In the Supreme Court's 2008 ruling on whether Guantanamo detainees could be barred from U.S. courts, Justice Anthony Kennedy cited the U.S. Constitution, of course. But he also linked the decision to the Magna Carta. Why would a twenty-first century judge,even under the extraordinary circumstances of the "war on terror," invoke a document signed by an English king in the thirteenth century? To address this question, as Robert Pallitto does in this clarifying book, is to probe the history of modern civil liberties, and to explore the process by which judges decide individual rights cases. Pallitto's work, with its insight into competing ideas about interpreting the Constitution—"originalism" versus "constitutional common law"—is of critical importance to our understanding of the nation's founding document.
Of far more than symbolic significance, the Magna Carta exerts immediate practical influence on legal outcomes, as Justice Kennedy's opinion demonstrates.

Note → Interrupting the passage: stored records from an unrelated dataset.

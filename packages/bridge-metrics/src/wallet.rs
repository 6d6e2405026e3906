//! Injected wallet seam (EIP-1193)
//!
//! The embedding application supplies an [`Eip1193Provider`] that forwards
//! requests to the browser wallet. [`WalletClient`] adds what the dashboard
//! needs on top: account tracking, chain switching, transaction submission
//! with receipt polling, and typed-data signing.

use alloy::primitives::{Address, Bytes, B256, U256};
use alloy::rpc::types::TransactionReceipt;
use alloy::sol_types::SolCall;
use async_trait::async_trait;
use serde_json::{json, Value};
use std::sync::{Arc, Mutex};
use std::time::Duration;
use tracing::{debug, info, warn};

use crate::clock::Clock;
use crate::config::{ChainConfig, Config};
use crate::error::{Error, Result};
use crate::redact::Redacted;

/// Wallet error code for a chain the wallet does not know yet
const CODE_UNRECOGNIZED_CHAIN: i64 = 4902;

/// EIP-1193 `request` as exposed by an injected wallet
#[async_trait]
pub trait Eip1193Provider: Send + Sync {
    /// Provider errors should be returned as [`Error::Wallet`] (or
    /// [`Error::Rpc`], which is normalised the same way).
    async fn request(&self, method: &str, params: Value) -> Result<Value>;
}

/// A transaction to send through the wallet
#[derive(Debug, Clone, PartialEq, Eq)]
pub struct TxRequest {
    pub to: Address,
    pub data: Bytes,
    pub value: U256,
    pub gas: Option<u64>,
}

impl TxRequest {
    /// Contract call with no value attached
    pub fn call<C: SolCall>(to: Address, call: &C) -> Self {
        Self {
            to,
            data: call.abi_encode().into(),
            value: U256::ZERO,
            gas: None,
        }
    }

    pub fn with_value(mut self, value: U256) -> Self {
        self.value = value;
        self
    }

    pub fn with_gas(mut self, gas: u64) -> Self {
        self.gas = Some(gas);
        self
    }
}

/// Fold provider-level errors into the wallet taxonomy
fn normalize(error: Error) -> Error {
    match error {
        Error::Rpc { code, message } => Error::wallet(code, message),
        Error::Wallet { code, message } => Error::wallet(code, message),
        other => other,
    }
}

/// Wallet access for the connected account
pub struct WalletClient {
    provider: Arc<dyn Eip1193Provider>,
    clock: Arc<dyn Clock>,
    account: Mutex<Option<Address>>,
    switch_settle: Duration,
    poll_interval: Duration,
    receipt_timeout: Duration,
}

impl WalletClient {
    pub fn new(provider: Arc<dyn Eip1193Provider>, clock: Arc<dyn Clock>, config: &Config) -> Self {
        Self {
            provider,
            clock,
            account: Mutex::new(None),
            switch_settle: config.chain_switch_settle,
            poll_interval: config.receipt_poll_interval,
            receipt_timeout: config.receipt_timeout,
        }
    }

    async fn request(&self, method: &str, params: Value) -> Result<Value> {
        self.provider.request(method, params).await.map_err(normalize)
    }

    async fn request_as<R: serde::de::DeserializeOwned>(&self, method: &str, params: Value) -> Result<R> {
        let value = self.request(method, params).await?;
        Ok(serde_json::from_value(value)?)
    }

    // =========================================================================
    // Accounts
    // =========================================================================

    /// Prompt for account access and remember the first account
    pub async fn connect(&self) -> Result<Address> {
        let accounts: Vec<Address> = self.request_as("eth_requestAccounts", json!([])).await?;
        let account = accounts.first().copied().ok_or(Error::WalletNotConnected)?;
        self.set_account(Some(account));
        info!(account = %account, "Wallet connected");
        Ok(account)
    }

    /// Current account: cached, else whatever the wallet already exposes
    pub async fn account(&self) -> Result<Address> {
        if let Some(account) = self.current_account() {
            return Ok(account);
        }
        let accounts: Vec<Address> = self.request_as("eth_accounts", json!([])).await?;
        let account = accounts.first().copied().ok_or(Error::WalletNotConnected)?;
        self.set_account(Some(account));
        Ok(account)
    }

    pub fn current_account(&self) -> Option<Address> {
        *self.account.lock().unwrap_or_else(|e| e.into_inner())
    }

    pub fn disconnect(&self) {
        self.set_account(None);
    }

    fn set_account(&self, account: Option<Address>) {
        *self.account.lock().unwrap_or_else(|e| e.into_inner()) = account;
    }

    // =========================================================================
    // Chains
    // =========================================================================

    pub async fn chain_id(&self) -> Result<u64> {
        let id: alloy::primitives::U64 = self.request_as("eth_chainId", json!([])).await?;
        Ok(id.to::<u64>())
    }

    /// Switch the wallet to `chain`, adding it first if the wallet lacks it
    pub async fn ensure_chain(&self, chain: &ChainConfig) -> Result<()> {
        if self.chain_id().await? == chain.chain_id {
            return Ok(());
        }

        debug!(chain = %chain.name, "Switching wallet chain");
        let switch = json!([{ "chainId": chain.chain_id_hex() }]);
        match self.request("wallet_switchEthereumChain", switch).await {
            Ok(_) => {}
            Err(Error::Wallet { code, .. }) if code == CODE_UNRECOGNIZED_CHAIN => {
                info!(chain = %chain.name, "Wallet lacks chain, adding it");
                let add = json!([{
                    "chainId": chain.chain_id_hex(),
                    "chainName": chain.name,
                    "nativeCurrency": {
                        "name": chain.currency_symbol,
                        "symbol": chain.currency_symbol,
                        "decimals": 18
                    },
                    "rpcUrls": chain.rpc_urls,
                    "blockExplorerUrls": [chain.explorer_url],
                }]);
                self.request("wallet_addEthereumChain", add).await?;
            }
            Err(e) => return Err(e),
        }

        self.clock.sleep(self.switch_settle).await;
        Ok(())
    }

    // =========================================================================
    // Transactions
    // =========================================================================

    pub async fn send_transaction(&self, tx: TxRequest) -> Result<B256> {
        let from = self.account().await?;
        let mut request = json!({
            "from": from,
            "to": tx.to,
            "data": tx.data,
            "value": format!("0x{:x}", tx.value),
        });
        if let Some(gas) = tx.gas {
            request["gas"] = json!(format!("0x{:x}", gas));
        }

        let hash: B256 = self.request_as("eth_sendTransaction", json!([request])).await?;
        debug!(tx_hash = %hash, to = %tx.to, "Transaction submitted");
        Ok(hash)
    }

    /// Poll until the receipt shows up; a reverted receipt is an error
    pub async fn wait_for_receipt(&self, tx_hash: B256) -> Result<TransactionReceipt> {
        let started = self.clock.unix_millis();
        let timeout_ms = self.receipt_timeout.as_millis() as u64;

        loop {
            match self
                .request_as::<Option<TransactionReceipt>>("eth_getTransactionReceipt", json!([tx_hash]))
                .await
            {
                Ok(Some(receipt)) => {
                    if !receipt.status() {
                        warn!(tx_hash = %tx_hash, "Transaction reverted");
                        return Err(Error::Reverted(tx_hash));
                    }
                    return Ok(receipt);
                }
                Ok(None) => {}
                Err(e) if e.is_transient() => {
                    debug!(tx_hash = %tx_hash, error = %e, "Receipt poll failed");
                }
                Err(e) => return Err(e),
            }

            if self.clock.unix_millis().saturating_sub(started) >= timeout_ms {
                return Err(Error::ReceiptNotFound(tx_hash));
            }
            self.clock.sleep(self.poll_interval).await;
        }
    }

    /// Send and wait for a successful receipt
    pub async fn send_and_confirm(&self, tx: TxRequest) -> Result<TransactionReceipt> {
        let hash = self.send_transaction(tx).await?;
        self.wait_for_receipt(hash).await
    }

    // =========================================================================
    // Signing
    // =========================================================================

    /// `eth_signTypedData_v4` for the connected account
    pub async fn sign_typed_data(&self, typed_data: &Value) -> Result<Redacted<String>> {
        let account = self.account().await?;
        let payload = serde_json::to_string(typed_data)?;
        let signature: String = self
            .request_as("eth_signTypedData_v4", json!([account, payload]))
            .await?;
        Ok(Redacted(signature))
    }
}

To explain this, Pallitto first goes into the Charter's origins, history, and nature, especially its explicit use of "the law of the land" to protect subjects' rights and liberty. The Magna Carta's legacy in the United States reaches back to the nation's founding, with even the colonial charters reflecting its influence. But it is in the Supreme Court's reference to the Charter, spanning the institution's full two-hundred years, that Pallitto finds the greatest impact—most frequently inthe principles of due process (in criminal proceedings) and habeas corpus, but in many other provisions as well. And the weight of this impact registers most deeply and clearly in the development of the constitutional common law—the theory that courts should and do interpret and expand on constitutional texts by reference to tradition and precedent rather than to the drafter's original intent.